WORK INSTRUCTION - Once you have checked each line below for the word "field", give the number of lines that have it and nothing further.

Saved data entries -
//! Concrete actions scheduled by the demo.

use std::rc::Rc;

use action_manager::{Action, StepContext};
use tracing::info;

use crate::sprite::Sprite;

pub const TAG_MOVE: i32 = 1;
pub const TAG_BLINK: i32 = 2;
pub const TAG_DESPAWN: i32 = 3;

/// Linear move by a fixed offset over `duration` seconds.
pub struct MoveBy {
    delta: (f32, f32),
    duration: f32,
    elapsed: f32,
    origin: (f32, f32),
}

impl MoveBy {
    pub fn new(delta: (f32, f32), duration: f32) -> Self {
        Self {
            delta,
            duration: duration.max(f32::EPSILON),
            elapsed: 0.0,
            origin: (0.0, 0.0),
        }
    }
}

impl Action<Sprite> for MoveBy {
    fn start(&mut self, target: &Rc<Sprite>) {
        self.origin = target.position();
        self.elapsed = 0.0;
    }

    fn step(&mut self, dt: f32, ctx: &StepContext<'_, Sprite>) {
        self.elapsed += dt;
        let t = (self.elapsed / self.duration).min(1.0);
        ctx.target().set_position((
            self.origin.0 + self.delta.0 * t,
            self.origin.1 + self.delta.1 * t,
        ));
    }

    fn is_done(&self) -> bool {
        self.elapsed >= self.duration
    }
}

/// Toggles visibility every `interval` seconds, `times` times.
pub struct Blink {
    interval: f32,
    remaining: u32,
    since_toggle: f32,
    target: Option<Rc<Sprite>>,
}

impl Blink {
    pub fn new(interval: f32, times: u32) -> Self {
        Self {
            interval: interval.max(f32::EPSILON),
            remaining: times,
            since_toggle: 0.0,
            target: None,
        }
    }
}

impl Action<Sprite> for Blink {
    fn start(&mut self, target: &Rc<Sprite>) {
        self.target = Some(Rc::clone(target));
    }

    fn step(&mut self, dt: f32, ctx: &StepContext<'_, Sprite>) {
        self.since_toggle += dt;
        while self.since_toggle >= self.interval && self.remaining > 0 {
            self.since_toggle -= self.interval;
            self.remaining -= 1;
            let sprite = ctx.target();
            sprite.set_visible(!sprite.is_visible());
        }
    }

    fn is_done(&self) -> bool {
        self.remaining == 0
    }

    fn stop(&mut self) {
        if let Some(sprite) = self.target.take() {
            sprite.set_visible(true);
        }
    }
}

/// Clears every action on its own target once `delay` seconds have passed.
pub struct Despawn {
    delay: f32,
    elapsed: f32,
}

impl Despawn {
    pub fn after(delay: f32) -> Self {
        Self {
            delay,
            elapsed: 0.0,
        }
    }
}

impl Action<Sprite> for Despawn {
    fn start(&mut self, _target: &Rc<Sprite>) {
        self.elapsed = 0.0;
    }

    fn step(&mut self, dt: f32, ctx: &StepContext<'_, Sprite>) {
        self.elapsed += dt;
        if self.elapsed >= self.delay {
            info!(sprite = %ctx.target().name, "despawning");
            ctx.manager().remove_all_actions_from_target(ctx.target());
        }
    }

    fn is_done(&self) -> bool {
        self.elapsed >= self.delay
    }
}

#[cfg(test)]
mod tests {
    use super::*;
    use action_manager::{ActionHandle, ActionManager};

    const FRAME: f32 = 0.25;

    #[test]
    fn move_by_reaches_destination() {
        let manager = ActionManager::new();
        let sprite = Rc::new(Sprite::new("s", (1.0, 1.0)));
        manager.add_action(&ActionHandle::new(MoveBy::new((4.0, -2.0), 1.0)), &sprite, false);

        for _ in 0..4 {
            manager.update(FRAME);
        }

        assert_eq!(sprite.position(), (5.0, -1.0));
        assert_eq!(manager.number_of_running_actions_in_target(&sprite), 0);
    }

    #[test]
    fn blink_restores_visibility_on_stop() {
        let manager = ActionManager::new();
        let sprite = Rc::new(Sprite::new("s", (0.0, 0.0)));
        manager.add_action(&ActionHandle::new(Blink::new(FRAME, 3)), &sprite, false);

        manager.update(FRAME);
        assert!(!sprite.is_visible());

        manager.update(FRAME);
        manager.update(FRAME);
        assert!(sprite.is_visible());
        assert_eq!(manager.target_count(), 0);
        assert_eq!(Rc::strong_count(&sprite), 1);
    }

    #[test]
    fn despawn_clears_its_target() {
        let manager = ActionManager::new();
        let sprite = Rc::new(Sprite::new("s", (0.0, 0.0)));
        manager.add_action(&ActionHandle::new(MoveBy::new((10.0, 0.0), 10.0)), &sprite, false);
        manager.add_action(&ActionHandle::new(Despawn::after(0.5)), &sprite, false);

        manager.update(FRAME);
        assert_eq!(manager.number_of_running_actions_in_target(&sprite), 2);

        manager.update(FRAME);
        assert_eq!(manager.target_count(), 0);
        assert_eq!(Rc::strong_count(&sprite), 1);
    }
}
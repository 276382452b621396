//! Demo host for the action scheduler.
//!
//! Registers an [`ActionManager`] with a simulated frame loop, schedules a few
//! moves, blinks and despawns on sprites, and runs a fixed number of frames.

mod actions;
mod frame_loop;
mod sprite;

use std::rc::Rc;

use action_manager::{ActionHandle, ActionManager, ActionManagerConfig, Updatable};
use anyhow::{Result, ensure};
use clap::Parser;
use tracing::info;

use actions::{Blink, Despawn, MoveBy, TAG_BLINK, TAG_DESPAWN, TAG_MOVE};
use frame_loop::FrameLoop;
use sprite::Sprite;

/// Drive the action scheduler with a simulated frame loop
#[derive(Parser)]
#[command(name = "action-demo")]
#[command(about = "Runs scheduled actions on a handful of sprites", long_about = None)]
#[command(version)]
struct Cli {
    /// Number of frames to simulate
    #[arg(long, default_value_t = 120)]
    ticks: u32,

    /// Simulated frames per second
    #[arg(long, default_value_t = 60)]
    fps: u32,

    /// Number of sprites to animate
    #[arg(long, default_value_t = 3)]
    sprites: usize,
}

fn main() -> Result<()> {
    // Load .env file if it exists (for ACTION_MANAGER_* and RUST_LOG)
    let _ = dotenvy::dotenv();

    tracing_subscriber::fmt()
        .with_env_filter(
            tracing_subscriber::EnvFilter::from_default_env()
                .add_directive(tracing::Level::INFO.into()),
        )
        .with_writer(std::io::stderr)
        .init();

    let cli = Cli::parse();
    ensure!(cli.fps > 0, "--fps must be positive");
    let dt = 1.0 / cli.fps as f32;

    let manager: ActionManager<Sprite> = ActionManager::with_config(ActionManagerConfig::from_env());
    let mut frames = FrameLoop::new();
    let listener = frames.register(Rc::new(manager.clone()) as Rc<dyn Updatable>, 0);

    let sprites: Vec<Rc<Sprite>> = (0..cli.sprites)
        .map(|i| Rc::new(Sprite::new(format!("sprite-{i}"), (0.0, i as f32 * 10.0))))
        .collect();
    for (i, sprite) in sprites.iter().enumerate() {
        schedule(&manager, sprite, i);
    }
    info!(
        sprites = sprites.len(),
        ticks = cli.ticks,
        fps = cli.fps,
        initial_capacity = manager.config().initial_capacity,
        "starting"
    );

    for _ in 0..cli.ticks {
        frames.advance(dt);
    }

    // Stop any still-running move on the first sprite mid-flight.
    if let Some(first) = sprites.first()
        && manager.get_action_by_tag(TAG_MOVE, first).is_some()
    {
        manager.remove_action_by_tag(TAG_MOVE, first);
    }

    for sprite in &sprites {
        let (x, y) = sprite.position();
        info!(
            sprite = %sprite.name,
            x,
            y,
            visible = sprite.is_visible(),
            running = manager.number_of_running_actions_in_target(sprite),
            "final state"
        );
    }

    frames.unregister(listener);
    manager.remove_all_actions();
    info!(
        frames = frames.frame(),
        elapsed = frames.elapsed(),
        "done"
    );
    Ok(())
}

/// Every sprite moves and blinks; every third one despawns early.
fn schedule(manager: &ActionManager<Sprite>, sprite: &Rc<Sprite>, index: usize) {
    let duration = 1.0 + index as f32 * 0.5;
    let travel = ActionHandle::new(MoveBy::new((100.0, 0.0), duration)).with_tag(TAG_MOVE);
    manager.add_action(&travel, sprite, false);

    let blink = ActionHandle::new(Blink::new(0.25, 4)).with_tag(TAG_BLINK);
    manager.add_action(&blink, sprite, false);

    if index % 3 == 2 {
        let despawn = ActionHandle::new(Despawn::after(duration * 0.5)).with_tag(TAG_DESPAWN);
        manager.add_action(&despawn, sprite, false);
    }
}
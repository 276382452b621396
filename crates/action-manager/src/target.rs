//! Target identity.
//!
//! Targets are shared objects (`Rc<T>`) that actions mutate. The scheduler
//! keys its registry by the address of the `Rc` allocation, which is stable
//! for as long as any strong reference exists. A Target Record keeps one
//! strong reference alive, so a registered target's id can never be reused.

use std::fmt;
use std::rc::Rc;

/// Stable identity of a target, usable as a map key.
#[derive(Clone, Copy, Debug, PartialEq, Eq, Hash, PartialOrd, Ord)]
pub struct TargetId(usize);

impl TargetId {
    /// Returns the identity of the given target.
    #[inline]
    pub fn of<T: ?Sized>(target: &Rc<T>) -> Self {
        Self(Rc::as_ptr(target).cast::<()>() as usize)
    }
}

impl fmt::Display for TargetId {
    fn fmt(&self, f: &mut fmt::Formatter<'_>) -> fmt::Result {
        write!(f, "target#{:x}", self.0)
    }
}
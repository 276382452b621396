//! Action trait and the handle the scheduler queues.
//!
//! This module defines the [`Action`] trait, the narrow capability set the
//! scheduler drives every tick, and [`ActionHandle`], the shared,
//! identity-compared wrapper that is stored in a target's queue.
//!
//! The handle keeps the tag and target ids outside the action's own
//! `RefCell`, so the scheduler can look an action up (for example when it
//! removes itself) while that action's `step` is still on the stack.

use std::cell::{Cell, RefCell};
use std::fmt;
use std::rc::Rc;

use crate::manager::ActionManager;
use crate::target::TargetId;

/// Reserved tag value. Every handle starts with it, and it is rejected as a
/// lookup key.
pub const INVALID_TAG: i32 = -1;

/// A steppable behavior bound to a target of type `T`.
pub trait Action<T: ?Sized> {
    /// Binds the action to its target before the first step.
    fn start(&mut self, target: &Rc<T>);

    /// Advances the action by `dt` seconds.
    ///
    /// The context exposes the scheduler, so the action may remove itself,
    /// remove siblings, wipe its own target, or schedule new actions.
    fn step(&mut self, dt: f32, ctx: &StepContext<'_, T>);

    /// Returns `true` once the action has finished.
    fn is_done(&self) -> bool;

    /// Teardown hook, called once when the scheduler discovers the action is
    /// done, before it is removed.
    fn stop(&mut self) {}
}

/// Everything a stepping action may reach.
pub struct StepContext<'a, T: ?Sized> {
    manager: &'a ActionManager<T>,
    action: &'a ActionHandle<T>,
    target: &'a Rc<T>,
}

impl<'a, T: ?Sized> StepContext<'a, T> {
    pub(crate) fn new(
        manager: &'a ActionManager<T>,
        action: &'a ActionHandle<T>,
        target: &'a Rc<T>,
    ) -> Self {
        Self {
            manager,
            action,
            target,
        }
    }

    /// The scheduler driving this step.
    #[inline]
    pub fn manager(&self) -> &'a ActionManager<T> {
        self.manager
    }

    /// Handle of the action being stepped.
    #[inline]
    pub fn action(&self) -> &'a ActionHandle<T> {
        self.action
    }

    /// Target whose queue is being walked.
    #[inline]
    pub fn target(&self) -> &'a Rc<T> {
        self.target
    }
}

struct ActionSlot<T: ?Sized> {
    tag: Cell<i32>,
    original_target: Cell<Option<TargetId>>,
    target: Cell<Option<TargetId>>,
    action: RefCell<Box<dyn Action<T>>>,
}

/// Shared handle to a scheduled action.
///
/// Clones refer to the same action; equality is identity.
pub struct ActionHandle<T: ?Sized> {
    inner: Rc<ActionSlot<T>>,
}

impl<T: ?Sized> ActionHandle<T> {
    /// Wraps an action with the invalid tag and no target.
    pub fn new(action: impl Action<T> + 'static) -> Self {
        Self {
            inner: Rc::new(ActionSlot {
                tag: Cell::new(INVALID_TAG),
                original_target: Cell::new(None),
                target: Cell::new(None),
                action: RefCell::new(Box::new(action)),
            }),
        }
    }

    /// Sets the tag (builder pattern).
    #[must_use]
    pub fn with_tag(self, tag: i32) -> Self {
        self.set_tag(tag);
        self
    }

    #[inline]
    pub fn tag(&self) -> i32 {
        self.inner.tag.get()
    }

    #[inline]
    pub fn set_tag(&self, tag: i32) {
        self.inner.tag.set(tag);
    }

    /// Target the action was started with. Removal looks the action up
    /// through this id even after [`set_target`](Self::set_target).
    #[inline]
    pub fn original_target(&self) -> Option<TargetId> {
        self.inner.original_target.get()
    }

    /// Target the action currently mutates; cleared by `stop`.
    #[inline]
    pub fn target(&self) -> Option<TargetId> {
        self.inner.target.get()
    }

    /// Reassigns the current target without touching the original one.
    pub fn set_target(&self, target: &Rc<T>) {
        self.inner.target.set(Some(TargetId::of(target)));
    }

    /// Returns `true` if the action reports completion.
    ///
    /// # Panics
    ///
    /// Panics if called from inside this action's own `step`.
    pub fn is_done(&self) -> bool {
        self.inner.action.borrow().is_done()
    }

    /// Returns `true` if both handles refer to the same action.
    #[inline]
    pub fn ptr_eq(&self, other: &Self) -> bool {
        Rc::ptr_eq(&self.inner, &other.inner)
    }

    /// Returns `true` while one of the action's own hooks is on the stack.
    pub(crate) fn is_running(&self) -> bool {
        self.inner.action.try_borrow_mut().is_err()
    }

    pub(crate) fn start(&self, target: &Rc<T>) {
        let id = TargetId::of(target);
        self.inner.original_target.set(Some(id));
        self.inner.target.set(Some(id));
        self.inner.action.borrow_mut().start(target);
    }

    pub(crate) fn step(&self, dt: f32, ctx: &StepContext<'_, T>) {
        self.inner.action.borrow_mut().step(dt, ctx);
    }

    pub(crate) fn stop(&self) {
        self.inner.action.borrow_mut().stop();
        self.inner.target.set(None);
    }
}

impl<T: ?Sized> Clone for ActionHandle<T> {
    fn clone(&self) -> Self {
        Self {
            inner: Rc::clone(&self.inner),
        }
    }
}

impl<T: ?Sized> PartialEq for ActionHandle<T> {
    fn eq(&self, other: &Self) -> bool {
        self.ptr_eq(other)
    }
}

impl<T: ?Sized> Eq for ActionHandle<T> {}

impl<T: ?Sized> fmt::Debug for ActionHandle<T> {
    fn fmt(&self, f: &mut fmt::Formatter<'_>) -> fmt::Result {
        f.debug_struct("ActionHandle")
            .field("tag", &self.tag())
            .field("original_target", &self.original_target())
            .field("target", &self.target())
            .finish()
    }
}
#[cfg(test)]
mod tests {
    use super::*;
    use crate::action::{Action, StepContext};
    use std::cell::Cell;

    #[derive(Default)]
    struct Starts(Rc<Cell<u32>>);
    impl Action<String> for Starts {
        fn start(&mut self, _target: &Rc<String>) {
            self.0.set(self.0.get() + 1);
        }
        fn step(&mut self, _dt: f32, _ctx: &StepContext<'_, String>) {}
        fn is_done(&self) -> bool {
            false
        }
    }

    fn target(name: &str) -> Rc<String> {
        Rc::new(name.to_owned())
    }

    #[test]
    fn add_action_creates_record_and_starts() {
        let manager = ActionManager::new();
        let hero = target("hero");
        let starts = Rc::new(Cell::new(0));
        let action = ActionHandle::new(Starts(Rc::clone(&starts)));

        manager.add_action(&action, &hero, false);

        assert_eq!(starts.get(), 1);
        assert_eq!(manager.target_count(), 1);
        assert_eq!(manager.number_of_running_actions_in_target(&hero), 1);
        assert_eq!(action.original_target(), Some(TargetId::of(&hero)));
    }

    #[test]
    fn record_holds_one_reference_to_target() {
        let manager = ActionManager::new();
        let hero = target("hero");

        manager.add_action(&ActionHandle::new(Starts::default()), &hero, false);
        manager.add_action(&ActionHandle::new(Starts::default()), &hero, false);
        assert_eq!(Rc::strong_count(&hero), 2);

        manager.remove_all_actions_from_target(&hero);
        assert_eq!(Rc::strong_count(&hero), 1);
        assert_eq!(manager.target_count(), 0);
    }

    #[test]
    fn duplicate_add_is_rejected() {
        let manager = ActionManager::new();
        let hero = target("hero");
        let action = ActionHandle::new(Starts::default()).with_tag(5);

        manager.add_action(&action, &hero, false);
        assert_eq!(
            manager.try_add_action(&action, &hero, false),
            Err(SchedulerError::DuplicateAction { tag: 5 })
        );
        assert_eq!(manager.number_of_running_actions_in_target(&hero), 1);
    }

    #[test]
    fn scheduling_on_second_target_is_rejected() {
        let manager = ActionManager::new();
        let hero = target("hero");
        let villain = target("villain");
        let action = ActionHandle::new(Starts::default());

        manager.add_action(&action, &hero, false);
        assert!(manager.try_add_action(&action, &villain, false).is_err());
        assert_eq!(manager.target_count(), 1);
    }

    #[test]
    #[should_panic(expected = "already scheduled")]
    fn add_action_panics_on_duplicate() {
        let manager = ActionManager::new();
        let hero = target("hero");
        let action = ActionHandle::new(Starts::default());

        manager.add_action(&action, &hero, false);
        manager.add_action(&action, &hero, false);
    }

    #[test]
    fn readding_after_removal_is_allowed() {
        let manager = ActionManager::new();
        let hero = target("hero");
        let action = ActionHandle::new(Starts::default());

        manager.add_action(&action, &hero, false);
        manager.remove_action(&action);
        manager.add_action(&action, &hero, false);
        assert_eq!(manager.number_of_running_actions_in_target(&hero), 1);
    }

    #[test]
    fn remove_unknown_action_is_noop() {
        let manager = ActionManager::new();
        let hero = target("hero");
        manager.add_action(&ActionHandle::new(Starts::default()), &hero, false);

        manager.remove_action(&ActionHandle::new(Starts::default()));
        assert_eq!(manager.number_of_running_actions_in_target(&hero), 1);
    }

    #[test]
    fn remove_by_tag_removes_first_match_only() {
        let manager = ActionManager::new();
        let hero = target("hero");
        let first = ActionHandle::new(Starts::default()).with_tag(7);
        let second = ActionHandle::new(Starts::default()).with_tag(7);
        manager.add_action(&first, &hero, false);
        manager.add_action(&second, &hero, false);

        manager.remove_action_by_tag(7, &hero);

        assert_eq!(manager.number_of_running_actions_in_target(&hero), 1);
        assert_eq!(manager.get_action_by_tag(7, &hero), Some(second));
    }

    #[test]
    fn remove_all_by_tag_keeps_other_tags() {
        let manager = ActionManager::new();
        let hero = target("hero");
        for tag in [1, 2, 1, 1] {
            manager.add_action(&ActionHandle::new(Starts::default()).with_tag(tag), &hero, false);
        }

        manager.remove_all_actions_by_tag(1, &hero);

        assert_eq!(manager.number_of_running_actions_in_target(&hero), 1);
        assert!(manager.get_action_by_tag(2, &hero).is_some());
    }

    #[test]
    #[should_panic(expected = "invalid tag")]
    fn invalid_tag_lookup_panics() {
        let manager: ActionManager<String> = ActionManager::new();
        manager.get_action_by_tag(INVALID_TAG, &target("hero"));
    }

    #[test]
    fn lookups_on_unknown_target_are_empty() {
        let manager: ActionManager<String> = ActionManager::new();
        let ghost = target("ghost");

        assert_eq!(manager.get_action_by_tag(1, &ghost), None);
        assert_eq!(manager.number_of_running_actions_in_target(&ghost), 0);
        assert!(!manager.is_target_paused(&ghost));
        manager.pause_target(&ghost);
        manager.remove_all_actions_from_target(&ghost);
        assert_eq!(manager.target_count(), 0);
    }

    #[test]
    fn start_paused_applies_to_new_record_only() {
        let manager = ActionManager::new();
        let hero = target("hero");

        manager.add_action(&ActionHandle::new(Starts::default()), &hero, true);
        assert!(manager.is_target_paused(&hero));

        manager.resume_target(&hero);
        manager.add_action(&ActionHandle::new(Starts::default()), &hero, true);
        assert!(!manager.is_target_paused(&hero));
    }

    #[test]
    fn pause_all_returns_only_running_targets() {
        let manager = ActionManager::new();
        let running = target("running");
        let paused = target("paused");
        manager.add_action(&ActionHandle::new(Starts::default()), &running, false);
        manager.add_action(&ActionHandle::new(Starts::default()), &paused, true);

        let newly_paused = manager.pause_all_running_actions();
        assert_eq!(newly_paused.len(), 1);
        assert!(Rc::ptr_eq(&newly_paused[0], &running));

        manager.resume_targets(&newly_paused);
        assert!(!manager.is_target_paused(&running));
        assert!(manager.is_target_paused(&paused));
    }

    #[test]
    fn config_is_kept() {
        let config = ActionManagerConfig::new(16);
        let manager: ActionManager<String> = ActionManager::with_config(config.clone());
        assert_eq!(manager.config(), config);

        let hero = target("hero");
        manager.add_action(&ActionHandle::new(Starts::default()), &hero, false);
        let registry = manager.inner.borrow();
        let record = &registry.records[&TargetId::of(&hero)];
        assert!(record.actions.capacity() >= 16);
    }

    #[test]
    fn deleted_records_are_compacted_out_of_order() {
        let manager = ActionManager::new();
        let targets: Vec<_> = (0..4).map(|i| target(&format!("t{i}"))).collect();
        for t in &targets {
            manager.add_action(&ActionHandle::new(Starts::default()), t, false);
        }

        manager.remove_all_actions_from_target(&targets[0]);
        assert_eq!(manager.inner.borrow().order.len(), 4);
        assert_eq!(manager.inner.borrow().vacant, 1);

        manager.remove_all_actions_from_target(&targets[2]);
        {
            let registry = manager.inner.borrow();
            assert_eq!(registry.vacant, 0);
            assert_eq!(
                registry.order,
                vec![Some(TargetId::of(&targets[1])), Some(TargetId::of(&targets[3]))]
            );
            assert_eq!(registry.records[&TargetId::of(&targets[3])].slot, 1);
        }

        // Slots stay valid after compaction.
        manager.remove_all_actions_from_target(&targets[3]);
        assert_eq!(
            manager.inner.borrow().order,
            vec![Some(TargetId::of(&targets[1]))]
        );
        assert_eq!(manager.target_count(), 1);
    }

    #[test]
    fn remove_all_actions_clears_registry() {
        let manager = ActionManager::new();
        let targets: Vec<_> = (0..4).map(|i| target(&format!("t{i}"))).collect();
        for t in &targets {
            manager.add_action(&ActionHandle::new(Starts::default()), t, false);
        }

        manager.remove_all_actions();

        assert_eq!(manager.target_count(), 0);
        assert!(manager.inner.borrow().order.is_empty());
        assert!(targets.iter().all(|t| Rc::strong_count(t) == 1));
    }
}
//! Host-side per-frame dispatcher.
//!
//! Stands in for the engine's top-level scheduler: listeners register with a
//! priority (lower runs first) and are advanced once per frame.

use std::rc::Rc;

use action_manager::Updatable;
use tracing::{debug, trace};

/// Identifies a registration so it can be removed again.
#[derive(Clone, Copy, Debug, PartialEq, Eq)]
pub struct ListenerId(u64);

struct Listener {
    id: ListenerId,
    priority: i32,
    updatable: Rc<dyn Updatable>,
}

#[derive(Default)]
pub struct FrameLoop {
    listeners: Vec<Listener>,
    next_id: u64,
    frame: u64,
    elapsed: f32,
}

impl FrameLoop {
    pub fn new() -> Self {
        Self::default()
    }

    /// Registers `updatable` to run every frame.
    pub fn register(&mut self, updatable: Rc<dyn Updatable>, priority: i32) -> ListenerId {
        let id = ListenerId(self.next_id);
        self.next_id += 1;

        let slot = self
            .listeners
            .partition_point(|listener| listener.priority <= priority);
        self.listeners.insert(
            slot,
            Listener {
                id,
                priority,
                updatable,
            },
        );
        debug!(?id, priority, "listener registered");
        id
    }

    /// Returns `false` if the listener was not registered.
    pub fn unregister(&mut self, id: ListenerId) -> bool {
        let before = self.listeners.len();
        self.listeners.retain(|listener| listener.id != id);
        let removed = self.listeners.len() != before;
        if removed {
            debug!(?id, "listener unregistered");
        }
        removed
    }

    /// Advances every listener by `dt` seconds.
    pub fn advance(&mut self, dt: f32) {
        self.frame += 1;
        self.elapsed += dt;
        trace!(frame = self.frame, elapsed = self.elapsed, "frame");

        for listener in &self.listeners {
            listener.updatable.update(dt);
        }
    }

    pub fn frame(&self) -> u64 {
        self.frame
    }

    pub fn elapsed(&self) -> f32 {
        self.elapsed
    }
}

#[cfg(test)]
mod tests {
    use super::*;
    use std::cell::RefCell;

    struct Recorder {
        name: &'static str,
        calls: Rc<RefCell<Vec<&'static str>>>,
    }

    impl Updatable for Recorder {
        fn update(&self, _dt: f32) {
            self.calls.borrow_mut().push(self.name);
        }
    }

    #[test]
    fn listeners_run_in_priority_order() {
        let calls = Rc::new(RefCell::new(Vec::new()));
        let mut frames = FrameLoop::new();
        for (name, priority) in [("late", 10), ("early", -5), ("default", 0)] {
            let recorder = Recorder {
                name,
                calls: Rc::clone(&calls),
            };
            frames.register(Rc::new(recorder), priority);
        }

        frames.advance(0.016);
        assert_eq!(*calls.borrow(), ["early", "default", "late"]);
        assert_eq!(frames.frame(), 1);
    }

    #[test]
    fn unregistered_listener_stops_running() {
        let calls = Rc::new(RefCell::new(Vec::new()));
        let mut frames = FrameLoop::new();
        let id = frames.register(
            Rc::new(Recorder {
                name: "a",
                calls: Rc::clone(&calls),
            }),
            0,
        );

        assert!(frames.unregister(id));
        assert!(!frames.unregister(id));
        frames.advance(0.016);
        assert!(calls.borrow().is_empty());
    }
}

COMPLETED TASK - 3